Every time you make a memory, somewhere in your brain a tiny filament reaches out from one neuron and forms an electrochemical connection to a neighboring neuron.
Vanderbilt University biologists studied how these connections are formed at the molecular and cellular level. The filaments that make these new connections are called dendritic spines and the researchers report that a specific signaling protein, Asef2, a member of a family of proteins that regulate cell migration and adhesion, plays a critical role in spine formation. This is significant as Asef2 has been linked to autism and the co-occurrence of alcohol dependency and depression.
Lead researcher Donna Webb said that alterations in dendritic spines are associated with many neurological and developmental disorders, such as autism, Alzheimer's disease and Down Syndrome, but the formation and maintenance of spines is a very complex process that we are just beginning to understand.
Neuron cell bodies produce two kinds of long fibers that weave through the brain: dendrites and axons. Axons transmit electrochemical signals from the cell body of one neuron to the dendrites of another neuron. Dendrites receive the incoming signals and carry them to the cell body. This is the way that neurons communicate with each other.
As they wait for incoming signals, dendrites continually produce tiny flexible filaments called filopodia. These poke out from the surface of the dendrite and wave about in the region between the cells searching for axons. At the same time, biologists think that the axons secrete chemicals of an unknown nature that attract the filopodia.

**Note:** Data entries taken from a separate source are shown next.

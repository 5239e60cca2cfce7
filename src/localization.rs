//! Translation lookup for presentation code.
//!
//! Translations are a nested JSON object addressed by dot-separated keys,
//! e.g. `projects.filter.all`. Loading translation files is left to the
//! caller; this module only resolves keys.

use serde_json::Value;
use tracing::warn;

/// A loaded translation table.
///
/// # Example
///
/// ```
/// use portfolio_stats::localization::Translations;
/// use serde_json::json;
///
/// let translations = Translations::new(json!({
///     "about": { "title": "About Me" }
/// }));
///
/// assert_eq!(translations.t("about.title"), "About Me");
/// assert_eq!(translations.t("about.missing"), "about.missing");
/// ```
#[derive(Debug, Clone, Default, PartialEq)]
pub struct Translations {
    root: Value,
}

impl Translations {
    /// Wraps a translation tree.
    pub fn new(root: Value) -> Self {
        Self { root }
    }

    /// Returns the value at `path`, if every segment exists.
    pub fn section(&self, path: &str) -> Option<&Value> {
        path.split('.')
            .try_fold(&self.root, |value, segment| value.as_object()?.get(segment))
    }

    /// Returns the string at `key`.
    ///
    /// Falls back to the key itself when a segment is missing or the leaf is
    /// not a string, so a gap in a translation file shows up as the raw key
    /// instead of blank text.
    pub fn t(&self, key: &str) -> String {
        match self.section(key).and_then(Value::as_str) {
            Some(text) => text.to_string(),
            None => {
                warn!(key = %key, "Translation key not found");
                key.to_string()
            }
        }
    }
}

#[cfg(test)]
mod tests {
    use super::*;
    use serde_json::json;

    fn sample() -> Translations {
        Translations::new(json!({
            "projects": {
                "filter": {
                    "all": "All",
                    "fullstack": "Full Stack"
                }
            },
            "stats": { "count": 4 }
        }))
    }

    #[test]
    fn test_nested_key_resolves() {
        assert_eq!(sample().t("projects.filter.fullstack"), "Full Stack");
    }

    #[test]
    fn test_missing_key_falls_back_to_key() {
        assert_eq!(sample().t("projects.filter.mobile"), "projects.filter.mobile");
        assert_eq!(sample().t("contact.title"), "contact.title");
    }

    #[test]
    fn test_non_string_leaf_falls_back_to_key() {
        assert_eq!(sample().t("stats.count"), "stats.count");
        assert_eq!(sample().t("projects.filter"), "projects.filter");
    }

    #[test]
    fn test_section_returns_nested_object() {
        let translations = sample();
        let filter = translations.section("projects.filter").unwrap();
        assert_eq!(filter["all"], "All");
        assert!(translations.section("projects.nope").is_none());
    }

    #[test]
    fn test_empty_table_returns_keys() {
        assert_eq!(Translations::default().t("hero.title"), "hero.title");
    }
}
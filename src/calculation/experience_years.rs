//! Years-of-experience calculation.
//!
//! Two shapes are needed by the presentation layer: whole completed years
//! ("7+") and years rounded to the nearest half ("7.5+").

use chrono::{Datelike, NaiveDate};
use rust_decimal::{Decimal, RoundingStrategy};

/// Returns the average length of a year in days (365.25).
pub fn days_per_year() -> Decimal {
    Decimal::new(36525, 2)
}

/// Returns the number of whole years completed since `start`.
///
/// A year is only counted once its anniversary has been reached: the
/// result drops by one when `today` falls in an earlier month than `start`,
/// or in the same month on an earlier day. A `start` after `today` yields 0.
///
/// # Example
///
/// ```
/// use portfolio_stats::calculation::years_since;
/// use chrono::NaiveDate;
///
/// let start = NaiveDate::from_ymd_opt(2018, 5, 1).unwrap();
///
/// let before = NaiveDate::from_ymd_opt(2024, 4, 30).unwrap();
/// assert_eq!(years_since(start, before), 5);
///
/// let on = NaiveDate::from_ymd_opt(2024, 5, 1).unwrap();
/// assert_eq!(years_since(start, on), 6);
/// ```
pub fn years_since(start: NaiveDate, today: NaiveDate) -> u32 {
    let mut years = today.year() - start.year();
    let months = today.month() as i32 - start.month() as i32;

    if months < 0 || (months == 0 && today.day() < start.day()) {
        years -= 1;
    }

    u32::try_from(years).unwrap_or(0)
}

/// Returns the years elapsed since `start`, rounded to the nearest half year.
///
/// The elapsed days are divided by 365.25 and rounded half away from zero
/// to a multiple of 0.5. The result is normalized, so whole values carry no
/// fractional digit ("7" rather than "7.0"). A `start` after `today` yields 0.
///
/// # Example
///
/// ```
/// use portfolio_stats::calculation::decimal_years_since;
/// use chrono::NaiveDate;
///
/// let start = NaiveDate::from_ymd_opt(2018, 5, 1).unwrap();
/// let today = NaiveDate::from_ymd_opt(2025, 11, 1).unwrap();
///
/// assert_eq!(decimal_years_since(start, today).to_string(), "7.5");
/// ```
pub fn decimal_years_since(start: NaiveDate, today: NaiveDate) -> Decimal {
    let days = (today - start).num_days().max(0);
    let years = Decimal::from(days) / days_per_year();

    let halves = (years * Decimal::TWO)
        .round_dp_with_strategy(0, RoundingStrategy::MidpointAwayFromZero);

    (halves / Decimal::TWO).normalize()
}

When one of the dendritic filaments makes contact with one of the axons, it begins to adhere and to develop into a spine. The axon and spine form the two halves of a synaptic junction. New connections like this form the basis for memory formation and storage.
Once they figure out the mechanisms involved, then they may be able to find drugs that can restore spine formation in people who have lost it, which could give them back their ability to remember, added Webb.
The study appears in the Journal of Biological Chemistry.